*RECORDS TO PROCESS:*
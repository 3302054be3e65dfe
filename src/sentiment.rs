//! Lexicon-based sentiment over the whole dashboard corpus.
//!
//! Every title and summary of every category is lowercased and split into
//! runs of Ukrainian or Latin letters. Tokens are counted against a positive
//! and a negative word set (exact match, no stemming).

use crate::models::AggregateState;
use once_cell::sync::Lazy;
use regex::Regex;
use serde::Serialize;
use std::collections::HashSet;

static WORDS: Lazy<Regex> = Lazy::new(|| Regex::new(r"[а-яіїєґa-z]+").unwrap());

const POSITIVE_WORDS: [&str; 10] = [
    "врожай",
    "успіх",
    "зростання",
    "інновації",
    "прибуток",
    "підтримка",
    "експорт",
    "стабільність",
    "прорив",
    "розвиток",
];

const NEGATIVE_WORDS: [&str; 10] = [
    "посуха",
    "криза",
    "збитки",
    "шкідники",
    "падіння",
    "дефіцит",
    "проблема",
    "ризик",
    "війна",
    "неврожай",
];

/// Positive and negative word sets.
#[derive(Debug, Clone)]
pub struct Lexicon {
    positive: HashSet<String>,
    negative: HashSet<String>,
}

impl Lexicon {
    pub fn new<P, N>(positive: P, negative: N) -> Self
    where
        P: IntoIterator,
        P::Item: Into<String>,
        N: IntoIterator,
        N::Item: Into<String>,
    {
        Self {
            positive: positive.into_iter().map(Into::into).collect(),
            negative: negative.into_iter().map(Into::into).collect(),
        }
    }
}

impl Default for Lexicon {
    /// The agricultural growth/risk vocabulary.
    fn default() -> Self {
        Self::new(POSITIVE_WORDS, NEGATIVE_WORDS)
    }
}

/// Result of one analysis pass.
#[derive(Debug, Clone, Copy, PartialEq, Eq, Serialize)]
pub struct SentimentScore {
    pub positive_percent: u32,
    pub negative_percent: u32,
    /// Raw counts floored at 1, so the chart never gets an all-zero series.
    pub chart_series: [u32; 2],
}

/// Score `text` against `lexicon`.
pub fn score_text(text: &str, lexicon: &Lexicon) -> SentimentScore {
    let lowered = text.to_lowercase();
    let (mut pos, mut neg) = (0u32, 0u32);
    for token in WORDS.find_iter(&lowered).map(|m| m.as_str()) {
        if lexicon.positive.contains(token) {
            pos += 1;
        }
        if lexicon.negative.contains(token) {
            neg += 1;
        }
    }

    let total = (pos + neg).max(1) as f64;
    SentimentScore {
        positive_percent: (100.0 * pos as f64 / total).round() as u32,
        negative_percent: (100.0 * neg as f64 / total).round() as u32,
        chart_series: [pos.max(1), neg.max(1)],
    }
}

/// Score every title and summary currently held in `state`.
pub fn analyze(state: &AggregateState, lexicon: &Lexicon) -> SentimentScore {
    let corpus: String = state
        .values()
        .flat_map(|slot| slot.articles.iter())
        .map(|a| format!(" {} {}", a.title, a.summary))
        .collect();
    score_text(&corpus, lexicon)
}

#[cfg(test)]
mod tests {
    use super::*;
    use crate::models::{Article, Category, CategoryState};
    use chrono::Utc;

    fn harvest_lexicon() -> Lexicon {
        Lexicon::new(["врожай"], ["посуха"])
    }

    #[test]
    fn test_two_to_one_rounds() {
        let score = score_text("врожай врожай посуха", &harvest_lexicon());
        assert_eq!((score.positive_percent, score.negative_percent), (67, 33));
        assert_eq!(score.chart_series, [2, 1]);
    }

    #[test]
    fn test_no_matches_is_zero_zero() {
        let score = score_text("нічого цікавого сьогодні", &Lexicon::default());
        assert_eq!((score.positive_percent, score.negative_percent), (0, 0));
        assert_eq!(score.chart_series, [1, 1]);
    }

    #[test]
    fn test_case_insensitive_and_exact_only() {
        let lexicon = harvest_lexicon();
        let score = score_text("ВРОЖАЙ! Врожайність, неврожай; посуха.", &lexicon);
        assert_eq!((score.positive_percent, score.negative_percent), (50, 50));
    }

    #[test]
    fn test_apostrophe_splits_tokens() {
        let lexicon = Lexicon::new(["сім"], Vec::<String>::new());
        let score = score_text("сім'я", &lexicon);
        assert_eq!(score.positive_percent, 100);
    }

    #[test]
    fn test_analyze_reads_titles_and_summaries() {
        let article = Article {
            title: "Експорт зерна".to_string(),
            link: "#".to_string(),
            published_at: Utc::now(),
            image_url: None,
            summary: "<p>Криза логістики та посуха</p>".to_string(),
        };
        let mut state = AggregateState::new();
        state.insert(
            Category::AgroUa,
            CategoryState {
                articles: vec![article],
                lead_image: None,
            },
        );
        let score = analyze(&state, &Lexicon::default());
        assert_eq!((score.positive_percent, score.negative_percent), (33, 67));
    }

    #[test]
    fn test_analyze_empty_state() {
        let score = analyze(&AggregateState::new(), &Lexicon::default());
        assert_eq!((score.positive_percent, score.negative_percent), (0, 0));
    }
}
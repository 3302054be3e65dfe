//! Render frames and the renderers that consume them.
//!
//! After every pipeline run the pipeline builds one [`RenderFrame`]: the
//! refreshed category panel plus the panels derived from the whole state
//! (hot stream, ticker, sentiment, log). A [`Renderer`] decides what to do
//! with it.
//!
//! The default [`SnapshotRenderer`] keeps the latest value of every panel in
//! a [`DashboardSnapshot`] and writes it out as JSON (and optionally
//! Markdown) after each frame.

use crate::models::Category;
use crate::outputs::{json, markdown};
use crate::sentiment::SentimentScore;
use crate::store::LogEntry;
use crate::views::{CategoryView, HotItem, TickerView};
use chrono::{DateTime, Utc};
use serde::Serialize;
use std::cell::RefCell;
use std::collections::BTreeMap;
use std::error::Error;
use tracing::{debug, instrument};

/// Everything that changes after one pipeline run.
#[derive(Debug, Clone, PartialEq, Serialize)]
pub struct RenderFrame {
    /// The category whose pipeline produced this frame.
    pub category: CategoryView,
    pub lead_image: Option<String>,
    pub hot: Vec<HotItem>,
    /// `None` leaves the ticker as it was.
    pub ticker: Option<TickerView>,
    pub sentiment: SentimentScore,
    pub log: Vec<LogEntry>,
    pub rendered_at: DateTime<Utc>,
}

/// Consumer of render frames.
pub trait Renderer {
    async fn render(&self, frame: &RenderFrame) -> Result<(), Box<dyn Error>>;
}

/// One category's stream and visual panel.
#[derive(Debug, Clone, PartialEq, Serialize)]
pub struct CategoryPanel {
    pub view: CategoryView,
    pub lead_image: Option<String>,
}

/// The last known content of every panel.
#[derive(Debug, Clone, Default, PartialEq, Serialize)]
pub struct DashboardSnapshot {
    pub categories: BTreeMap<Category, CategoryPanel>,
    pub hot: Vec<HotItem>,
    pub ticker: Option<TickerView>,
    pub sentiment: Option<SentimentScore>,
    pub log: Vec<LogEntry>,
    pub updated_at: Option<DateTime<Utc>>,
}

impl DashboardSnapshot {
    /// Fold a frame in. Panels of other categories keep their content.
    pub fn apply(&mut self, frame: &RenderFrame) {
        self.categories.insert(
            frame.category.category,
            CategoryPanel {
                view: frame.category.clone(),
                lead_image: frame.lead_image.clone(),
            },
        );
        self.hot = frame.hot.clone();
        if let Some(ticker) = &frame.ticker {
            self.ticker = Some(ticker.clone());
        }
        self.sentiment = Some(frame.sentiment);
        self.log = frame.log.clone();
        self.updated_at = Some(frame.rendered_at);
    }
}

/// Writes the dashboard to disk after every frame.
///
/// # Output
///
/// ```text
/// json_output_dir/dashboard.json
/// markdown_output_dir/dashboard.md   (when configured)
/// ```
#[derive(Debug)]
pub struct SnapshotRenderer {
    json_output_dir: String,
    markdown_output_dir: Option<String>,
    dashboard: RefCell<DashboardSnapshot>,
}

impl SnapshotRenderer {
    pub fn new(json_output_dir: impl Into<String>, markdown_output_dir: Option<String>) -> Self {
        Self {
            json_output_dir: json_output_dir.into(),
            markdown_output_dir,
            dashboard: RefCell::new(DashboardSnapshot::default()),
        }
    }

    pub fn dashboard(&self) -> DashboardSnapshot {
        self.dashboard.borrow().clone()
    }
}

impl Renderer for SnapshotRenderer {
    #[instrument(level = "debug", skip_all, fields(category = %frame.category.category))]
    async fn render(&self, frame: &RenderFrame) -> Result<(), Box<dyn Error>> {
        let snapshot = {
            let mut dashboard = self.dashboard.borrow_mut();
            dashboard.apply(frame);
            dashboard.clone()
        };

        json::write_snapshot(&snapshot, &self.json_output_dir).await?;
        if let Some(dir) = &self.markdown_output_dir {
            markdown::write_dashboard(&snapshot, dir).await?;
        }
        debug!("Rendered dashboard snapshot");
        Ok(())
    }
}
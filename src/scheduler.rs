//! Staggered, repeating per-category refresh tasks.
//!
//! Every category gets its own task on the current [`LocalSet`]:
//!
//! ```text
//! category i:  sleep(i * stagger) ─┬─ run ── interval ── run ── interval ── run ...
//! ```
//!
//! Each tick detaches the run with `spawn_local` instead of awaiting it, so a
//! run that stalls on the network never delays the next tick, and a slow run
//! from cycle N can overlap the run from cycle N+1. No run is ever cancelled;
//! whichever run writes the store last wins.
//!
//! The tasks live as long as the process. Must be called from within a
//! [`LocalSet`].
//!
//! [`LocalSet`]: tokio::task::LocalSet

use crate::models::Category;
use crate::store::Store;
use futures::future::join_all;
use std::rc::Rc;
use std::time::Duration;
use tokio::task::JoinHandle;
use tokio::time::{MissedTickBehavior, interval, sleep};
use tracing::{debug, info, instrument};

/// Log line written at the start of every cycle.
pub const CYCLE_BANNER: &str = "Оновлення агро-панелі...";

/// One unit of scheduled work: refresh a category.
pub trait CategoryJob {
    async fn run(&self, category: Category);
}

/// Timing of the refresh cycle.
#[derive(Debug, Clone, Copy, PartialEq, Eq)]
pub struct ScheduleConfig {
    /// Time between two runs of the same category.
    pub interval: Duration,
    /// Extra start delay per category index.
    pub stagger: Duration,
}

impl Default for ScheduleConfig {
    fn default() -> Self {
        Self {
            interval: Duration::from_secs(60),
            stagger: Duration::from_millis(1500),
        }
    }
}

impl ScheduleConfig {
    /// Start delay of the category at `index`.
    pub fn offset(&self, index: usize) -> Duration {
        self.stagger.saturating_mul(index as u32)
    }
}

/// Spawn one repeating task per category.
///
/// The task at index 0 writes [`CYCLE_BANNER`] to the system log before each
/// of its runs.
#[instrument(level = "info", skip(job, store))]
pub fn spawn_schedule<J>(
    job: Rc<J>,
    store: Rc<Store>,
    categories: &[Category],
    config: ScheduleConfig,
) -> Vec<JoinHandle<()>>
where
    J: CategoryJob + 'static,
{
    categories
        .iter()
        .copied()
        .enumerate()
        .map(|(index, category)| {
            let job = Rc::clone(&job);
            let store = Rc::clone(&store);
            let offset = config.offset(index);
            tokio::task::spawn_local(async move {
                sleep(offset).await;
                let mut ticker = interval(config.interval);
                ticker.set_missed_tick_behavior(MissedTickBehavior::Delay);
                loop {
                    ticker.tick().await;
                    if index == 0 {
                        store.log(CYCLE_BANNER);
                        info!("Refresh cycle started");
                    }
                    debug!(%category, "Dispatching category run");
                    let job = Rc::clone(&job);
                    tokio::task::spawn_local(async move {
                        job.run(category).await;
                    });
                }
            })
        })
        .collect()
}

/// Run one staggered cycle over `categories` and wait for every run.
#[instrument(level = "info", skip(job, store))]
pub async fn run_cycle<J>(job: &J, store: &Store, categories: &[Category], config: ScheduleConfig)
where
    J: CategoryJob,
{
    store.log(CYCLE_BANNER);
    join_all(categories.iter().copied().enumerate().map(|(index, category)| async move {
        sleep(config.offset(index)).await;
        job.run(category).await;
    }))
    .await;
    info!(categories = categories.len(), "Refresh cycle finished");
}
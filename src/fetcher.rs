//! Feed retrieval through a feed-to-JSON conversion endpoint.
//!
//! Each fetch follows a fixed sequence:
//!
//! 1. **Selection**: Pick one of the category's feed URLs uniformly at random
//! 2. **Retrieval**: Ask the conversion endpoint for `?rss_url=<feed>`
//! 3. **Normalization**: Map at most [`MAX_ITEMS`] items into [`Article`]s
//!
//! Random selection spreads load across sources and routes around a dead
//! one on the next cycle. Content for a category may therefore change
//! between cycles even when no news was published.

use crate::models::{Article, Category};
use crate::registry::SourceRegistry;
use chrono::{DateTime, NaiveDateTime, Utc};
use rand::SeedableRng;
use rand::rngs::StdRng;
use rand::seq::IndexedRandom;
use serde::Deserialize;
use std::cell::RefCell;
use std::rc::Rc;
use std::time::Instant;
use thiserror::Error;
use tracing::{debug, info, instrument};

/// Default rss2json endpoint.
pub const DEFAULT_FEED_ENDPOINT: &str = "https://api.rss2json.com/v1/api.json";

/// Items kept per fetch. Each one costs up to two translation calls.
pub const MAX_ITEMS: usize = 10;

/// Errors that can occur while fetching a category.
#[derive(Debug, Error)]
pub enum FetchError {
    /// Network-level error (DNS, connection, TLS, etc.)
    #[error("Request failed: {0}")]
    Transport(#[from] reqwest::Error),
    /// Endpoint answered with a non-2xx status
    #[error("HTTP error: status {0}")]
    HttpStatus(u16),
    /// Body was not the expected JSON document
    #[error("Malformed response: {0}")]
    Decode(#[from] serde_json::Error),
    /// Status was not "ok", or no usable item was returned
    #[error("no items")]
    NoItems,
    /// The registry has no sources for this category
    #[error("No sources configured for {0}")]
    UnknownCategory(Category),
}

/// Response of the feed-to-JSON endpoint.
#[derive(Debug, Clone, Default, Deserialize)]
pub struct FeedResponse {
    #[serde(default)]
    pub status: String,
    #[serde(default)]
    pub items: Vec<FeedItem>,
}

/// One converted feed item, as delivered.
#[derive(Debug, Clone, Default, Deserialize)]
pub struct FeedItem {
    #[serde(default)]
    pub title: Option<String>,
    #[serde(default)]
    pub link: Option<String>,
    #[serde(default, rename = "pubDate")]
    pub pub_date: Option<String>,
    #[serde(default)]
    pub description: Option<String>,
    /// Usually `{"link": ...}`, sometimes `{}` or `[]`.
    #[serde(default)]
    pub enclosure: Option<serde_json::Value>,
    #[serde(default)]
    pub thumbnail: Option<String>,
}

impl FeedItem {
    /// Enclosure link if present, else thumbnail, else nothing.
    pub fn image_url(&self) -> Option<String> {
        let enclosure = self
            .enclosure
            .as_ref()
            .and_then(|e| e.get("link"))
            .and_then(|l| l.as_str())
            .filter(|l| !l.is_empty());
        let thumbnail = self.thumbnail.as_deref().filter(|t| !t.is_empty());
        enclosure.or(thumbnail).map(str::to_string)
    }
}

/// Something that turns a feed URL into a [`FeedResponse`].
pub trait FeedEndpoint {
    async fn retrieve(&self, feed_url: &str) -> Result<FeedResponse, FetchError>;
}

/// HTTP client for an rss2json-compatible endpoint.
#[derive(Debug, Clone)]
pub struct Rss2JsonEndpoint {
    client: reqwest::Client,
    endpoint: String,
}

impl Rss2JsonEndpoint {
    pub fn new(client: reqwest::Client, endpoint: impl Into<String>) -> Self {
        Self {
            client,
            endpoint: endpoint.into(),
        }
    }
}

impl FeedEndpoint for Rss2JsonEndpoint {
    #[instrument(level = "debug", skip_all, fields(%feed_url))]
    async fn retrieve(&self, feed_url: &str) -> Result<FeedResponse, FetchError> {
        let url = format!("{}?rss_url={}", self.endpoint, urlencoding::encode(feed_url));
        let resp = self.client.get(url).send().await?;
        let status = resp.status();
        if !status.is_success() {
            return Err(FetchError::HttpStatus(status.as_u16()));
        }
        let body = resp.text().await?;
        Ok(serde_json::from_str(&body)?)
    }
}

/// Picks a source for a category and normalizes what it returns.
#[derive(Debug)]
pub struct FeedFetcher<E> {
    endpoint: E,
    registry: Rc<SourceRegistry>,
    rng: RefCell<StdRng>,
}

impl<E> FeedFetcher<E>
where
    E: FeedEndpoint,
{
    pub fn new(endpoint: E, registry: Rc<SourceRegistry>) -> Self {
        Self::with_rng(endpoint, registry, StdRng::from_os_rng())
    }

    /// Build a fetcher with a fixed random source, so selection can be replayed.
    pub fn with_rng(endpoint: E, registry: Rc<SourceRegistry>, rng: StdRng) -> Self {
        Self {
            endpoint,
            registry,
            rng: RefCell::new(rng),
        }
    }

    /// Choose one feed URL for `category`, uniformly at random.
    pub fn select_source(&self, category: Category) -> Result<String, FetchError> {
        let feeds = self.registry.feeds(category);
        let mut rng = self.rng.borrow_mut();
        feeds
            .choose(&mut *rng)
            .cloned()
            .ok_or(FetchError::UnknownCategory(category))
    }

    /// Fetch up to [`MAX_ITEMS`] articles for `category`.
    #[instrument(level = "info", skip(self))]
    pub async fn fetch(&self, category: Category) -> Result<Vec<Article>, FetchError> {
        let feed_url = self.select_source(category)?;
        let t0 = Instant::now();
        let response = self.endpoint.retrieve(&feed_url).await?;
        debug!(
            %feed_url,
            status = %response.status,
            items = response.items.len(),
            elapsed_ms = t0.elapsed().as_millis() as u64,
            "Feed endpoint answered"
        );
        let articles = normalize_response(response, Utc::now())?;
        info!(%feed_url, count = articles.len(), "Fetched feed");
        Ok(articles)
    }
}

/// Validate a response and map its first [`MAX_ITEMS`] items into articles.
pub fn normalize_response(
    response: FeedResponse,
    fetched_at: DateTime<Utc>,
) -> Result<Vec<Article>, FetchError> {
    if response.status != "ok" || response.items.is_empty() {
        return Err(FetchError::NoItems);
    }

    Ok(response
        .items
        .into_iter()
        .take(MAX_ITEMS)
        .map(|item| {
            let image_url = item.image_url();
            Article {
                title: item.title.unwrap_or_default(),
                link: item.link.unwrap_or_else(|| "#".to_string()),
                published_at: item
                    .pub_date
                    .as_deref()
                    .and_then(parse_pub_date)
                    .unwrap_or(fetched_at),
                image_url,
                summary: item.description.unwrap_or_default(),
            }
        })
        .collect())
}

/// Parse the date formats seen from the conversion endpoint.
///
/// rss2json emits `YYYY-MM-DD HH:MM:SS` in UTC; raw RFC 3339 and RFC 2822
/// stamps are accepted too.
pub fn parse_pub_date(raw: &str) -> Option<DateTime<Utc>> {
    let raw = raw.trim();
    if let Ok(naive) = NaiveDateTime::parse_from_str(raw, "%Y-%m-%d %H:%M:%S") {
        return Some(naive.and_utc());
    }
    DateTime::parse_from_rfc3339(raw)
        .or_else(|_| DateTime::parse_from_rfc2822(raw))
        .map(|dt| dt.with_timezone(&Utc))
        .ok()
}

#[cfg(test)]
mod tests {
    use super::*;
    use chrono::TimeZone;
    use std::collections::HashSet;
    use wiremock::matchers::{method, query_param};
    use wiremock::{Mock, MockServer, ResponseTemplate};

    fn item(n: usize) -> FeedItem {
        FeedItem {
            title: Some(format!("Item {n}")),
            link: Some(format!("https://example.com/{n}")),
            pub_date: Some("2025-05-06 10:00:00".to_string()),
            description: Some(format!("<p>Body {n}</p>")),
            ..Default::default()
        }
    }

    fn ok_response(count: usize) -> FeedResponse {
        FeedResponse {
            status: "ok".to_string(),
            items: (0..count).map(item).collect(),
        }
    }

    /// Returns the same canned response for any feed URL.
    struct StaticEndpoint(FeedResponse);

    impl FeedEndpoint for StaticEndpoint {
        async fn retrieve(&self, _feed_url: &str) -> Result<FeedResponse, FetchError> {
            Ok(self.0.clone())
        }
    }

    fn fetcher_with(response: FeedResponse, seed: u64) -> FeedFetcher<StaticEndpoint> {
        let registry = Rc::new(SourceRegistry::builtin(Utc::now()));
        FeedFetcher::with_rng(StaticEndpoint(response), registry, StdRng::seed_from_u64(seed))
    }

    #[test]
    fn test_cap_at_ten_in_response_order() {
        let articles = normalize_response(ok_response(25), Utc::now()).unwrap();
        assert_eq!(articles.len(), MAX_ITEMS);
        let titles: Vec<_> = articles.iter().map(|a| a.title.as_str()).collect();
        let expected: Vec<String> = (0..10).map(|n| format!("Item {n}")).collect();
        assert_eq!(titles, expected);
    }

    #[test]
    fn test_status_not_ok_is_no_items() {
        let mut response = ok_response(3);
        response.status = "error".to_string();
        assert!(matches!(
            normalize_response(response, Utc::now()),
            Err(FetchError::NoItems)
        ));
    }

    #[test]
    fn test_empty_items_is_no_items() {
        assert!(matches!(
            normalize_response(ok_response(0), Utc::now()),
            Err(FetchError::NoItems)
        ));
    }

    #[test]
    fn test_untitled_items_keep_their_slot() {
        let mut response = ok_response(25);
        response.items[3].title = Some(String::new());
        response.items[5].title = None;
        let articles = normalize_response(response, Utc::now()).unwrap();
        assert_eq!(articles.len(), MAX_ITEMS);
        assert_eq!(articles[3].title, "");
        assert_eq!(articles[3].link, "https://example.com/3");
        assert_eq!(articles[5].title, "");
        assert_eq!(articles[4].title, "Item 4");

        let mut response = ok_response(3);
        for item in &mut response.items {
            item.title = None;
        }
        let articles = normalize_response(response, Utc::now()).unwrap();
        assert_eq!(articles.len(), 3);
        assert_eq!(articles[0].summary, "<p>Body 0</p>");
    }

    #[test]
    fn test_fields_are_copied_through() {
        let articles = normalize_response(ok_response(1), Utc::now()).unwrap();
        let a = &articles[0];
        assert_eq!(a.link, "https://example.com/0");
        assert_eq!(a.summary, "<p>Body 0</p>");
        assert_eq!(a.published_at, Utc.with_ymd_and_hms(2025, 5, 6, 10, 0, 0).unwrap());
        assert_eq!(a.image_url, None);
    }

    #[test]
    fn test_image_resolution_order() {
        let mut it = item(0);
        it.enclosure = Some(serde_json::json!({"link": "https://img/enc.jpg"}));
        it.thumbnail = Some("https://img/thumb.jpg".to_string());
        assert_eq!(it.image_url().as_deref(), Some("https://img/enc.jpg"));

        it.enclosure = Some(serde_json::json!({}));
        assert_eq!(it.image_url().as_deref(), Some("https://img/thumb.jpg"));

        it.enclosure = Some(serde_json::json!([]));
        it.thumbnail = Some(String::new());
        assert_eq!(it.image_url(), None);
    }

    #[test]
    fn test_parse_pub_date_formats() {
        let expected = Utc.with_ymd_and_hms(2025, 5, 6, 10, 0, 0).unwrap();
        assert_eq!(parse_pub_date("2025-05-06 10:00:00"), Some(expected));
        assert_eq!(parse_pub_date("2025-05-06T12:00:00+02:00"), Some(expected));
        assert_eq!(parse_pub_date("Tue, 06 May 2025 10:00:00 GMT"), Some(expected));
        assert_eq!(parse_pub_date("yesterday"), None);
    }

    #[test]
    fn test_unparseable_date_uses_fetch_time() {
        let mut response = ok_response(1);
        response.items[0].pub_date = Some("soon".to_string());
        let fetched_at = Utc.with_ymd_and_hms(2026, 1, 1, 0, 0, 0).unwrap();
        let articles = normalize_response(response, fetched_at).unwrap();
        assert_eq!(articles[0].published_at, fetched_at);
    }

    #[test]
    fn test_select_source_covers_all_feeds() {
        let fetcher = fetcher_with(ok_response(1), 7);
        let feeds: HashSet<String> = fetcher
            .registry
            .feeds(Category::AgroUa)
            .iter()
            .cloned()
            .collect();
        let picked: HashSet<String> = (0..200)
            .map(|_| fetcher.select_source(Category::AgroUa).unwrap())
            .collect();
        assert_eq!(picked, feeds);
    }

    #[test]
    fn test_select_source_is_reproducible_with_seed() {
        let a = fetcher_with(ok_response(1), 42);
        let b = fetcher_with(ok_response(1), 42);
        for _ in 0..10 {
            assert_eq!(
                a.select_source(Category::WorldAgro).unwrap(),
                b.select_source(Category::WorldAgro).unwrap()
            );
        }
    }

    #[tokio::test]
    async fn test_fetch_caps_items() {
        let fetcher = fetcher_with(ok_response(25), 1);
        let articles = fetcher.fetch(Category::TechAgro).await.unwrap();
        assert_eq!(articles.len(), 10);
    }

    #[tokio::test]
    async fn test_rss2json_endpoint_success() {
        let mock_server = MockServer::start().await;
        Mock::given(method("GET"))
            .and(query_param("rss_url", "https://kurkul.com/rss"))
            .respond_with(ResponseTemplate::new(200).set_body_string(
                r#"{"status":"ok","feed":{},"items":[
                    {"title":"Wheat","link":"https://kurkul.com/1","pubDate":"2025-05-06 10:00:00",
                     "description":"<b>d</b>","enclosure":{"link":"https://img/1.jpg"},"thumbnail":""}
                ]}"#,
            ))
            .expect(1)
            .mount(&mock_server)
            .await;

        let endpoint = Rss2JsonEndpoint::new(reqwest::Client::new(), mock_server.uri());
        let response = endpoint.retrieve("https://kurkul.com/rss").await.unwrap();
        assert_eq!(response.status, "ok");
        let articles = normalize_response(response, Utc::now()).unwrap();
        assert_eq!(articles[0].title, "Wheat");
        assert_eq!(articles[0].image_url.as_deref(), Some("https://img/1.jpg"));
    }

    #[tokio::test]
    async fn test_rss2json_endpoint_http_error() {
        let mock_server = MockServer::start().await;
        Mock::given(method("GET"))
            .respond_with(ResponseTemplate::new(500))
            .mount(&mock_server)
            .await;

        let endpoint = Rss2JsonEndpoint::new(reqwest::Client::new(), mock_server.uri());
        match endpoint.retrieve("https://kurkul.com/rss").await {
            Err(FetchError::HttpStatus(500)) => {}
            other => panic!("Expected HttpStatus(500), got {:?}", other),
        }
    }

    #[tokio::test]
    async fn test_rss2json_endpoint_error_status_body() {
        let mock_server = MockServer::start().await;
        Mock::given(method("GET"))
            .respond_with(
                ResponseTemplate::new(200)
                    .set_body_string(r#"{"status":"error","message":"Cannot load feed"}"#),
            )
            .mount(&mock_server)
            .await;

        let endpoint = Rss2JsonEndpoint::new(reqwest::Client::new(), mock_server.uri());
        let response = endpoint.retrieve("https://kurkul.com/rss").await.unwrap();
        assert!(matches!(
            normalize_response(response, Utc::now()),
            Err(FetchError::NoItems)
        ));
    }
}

*TASK REQUIREMENTS:*
Copy out each line of the listing that holds the string "info".

*SOLUTION:*
use tracing::{debug, info, instrument};
#[instrument(level = "info", skip(job, store))]
                        info!("Refresh cycle started");
#[instrument(level = "info", skip(job, store))]
    info!(categories = categories.len(), "Refresh cycle finished");
use tracing::{debug, info, instrument};
    #[instrument(level = "info", skip(self))]
        info!(%feed_url, count = articles.len(), "Fetched feed");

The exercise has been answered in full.